High Voltage Wire Kills Goose (Updated)

Canada Goose after impact with 12,000 volt wire at about 4 pm on July 16 2021

A Canada goose was electrocuted this afternoon after apparently colliding with a 12,000 volt wire that supplied electricity to the Hilton hotel at the Marina. The impact, occurring at about 4 pm, broke and brought down the cable that was strung about thirty feet above ground along Marina Boulevard in front of the hotel. The live end of the cable set fire to the dead grass below. Apart from the bird, there were no injuries. Berkeley Fire Department, PG&E crews, and Berkeley Police came to the scene. All power to the hotel was cut. A hotel staff person said they expected power to be restored by about 6:30 p.m. Meanwhile, anxious hotel guests gathered in the darkened lobby and some were trying to check out with the computers down.

According to a PG&E crew member on the scene, this is the first local instance where a bird colliding with a high tension cable has broken the wire. On a number of other occasions, birds alighting on power poles manage to short out the wires, causing a flash that kills the bird and sometimes severs the cable.

There were apparently no eyewitnesses to the impact. The bird lay dead some sixty yards from the southern pole and about ten yards from the northern pole. The cable broke about midway between the poles. The PG&E staffer noted that Canada geese are heavy birds and strong fliers. According to a Berkeley Fire crew member, another segment of the high voltage cable came down on the east side of the line, hundreds of yards away near the Schoolhouse Creek outfall, in an apparently unrelated incident not involving a bird.

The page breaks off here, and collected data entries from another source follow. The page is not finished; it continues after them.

//! # concalc
//!
//! concalc is an embeddable calculator engine written in Rust.
//! It tokenizes, parses, validates and evaluates infix expressions with
//! support for complex numbers, arrays, polynomials, user variables and an
//! expression history.

#![warn(
    clippy::redundant_clone,
    clippy::needless_pass_by_value,
    clippy::similar_names,
    clippy::large_enum_variant,
    clippy::string_lit_as_bytes,
    clippy::match_same_arms,
    clippy::cargo,
    clippy::nursery,
    clippy::perf,
    clippy::style,
    clippy::suspicious,
    clippy::correctness,
    clippy::complexity,
    clippy::pedantic,
    //missing_docs,
)]
#![allow(clippy::missing_errors_doc)]

/// Provides unified error types for parsing and evaluation.
///
/// This module defines all errors that can be raised while tokenizing,
/// converting to RPN, validating or evaluating an expression. It
/// standardizes error reporting and carries character positions where
/// available.
///
/// # Responsibilities
/// - Defines error enums for all failure modes (tokenizer, parser,
///   validator, evaluator).
/// - Attaches character offsets and detailed messages for context.
/// - Supports integration with standard error handling traits.
pub mod error;
/// Orchestrates the entire evaluation pipeline.
///
/// This module ties together the tokenizer, the shunting-yard parser, the
/// RPN validator, the evaluator, the value model and the operator and
/// function registries to provide a complete engine for expression
/// evaluation.
///
/// # Responsibilities
/// - Coordinates all core components: tokenizer, parser, validator and
///   evaluator.
/// - Provides [`interpreter::evaluator::Expression`], the entry point with
///   its memoized RPN.
/// - Manages the flow of data and errors between phases.
pub mod interpreter;
/// Hosts a calculator session around the engine.
///
/// This module implements the caller preprocessing contract and the
/// session facade: shared variable store, expression history and numeric
/// policy.
///
/// # Responsibilities
/// - Normalizes raw input lines before tokenizing ([`session::prepare`]).
/// - Splits `:`-separated terms and records them in the history.
/// - Seeds the constants `e`, `PI`, `TRUE` and `FALSE`.
pub mod session;
/// General utilities for safe numeric conversion and helpers.
///
/// This module provides reusable helpers used throughout the registries
/// and the evaluator, including safe truncation between floating-point and
/// integer types and the gamma approximation.
///
/// # Responsibilities
/// - Safely convert between `i64`, `u64`, `usize` and `f64` without silent
///   data loss.
/// - Provide general numeric functions used in multiple modules.
pub mod util;

pub use error::Error;
pub use interpreter::evaluator::{EvalPolicy, Expression, Precision};
pub use interpreter::value::core::Value;
pub use session::{prepare, Session};

/// Evaluates one input line in a fresh session and returns one value per
/// `:`-separated term.
///
/// This is the one-shot entry point the CLI uses; embedders that need
/// variables or history to persist across lines should hold a [`Session`]
/// instead.
///
/// # Errors
/// Returns an error if any term fails to parse, validate or evaluate.
///
/// # Examples
/// ```
/// use concalc::get_result;
///
/// let values = get_result("2+3*4", false).unwrap();
/// assert_eq!(values[0].to_string(), "14");
///
/// // Unbalanced parentheses are a parse error.
/// assert!(get_result("(1+2", false).is_err());
/// ```
pub fn get_result(line: &str, fast: bool) -> Result<Vec<Value>, Error> {
    let policy = EvalPolicy { precision: if fast { Precision::Fast } else { Precision::Exact },
                              complex:   true, };
    Session::with_policy(policy).eval(line)
}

Canada geese are year-round residents of the Marina. They raise their broods here and are frequently seen on the waters of the North Basin, just east of Cesar Chavez Park, and in the South Sailing Basin, south of University Avenue. They fly regularly between these water bodies and other destinations.

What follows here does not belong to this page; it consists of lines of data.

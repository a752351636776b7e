/// Numeric conversion helpers.
///
/// This module provides safe functions for truncating floating-point values
/// to integer types without silently accepting values that have no integer
/// representation. The bitwise operators and the integer-domain functions
/// (`GCD`, `FIB`, `BYT`, ...) all funnel through these helpers, which is
/// what gives the engine its single documented truncation rule.
pub mod num;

PG&E worker cuts remnant of broken high voltage cable on southern pole directly opposite hotel entrance on Marina Boulevard. Burned grass area is visible on lower left of photo.
Berkeley Fire Department member puts out embers of grass fire caused by broken high voltage line

Update: The question has come up how the bird could have broken the wire by the sheer mechanical force of its collision, and how the bird could have been electrocuted by that contact alone. The cables are very strong. Birds perch on high voltage wires all the time without harm, as long as they don’t also contact another wire or ground. A look at the transmission line after PG&E restored it the next day provides a possible answer. The top of the poles carries not just one but two high voltage wires separated by no great distance, hard to judge from below, but possibly only a foot or two. See small photo, right. The bird has a wingspan of up to six feet. The bird probably struck both wires and created a short circuit between them. That not only killed the bird instantly, it created a high-temperature flash that spot-melted the cables and brought them down. Such an explanation makes sense to me. But I’ll await an analysis by PG&E if one is forthcoming.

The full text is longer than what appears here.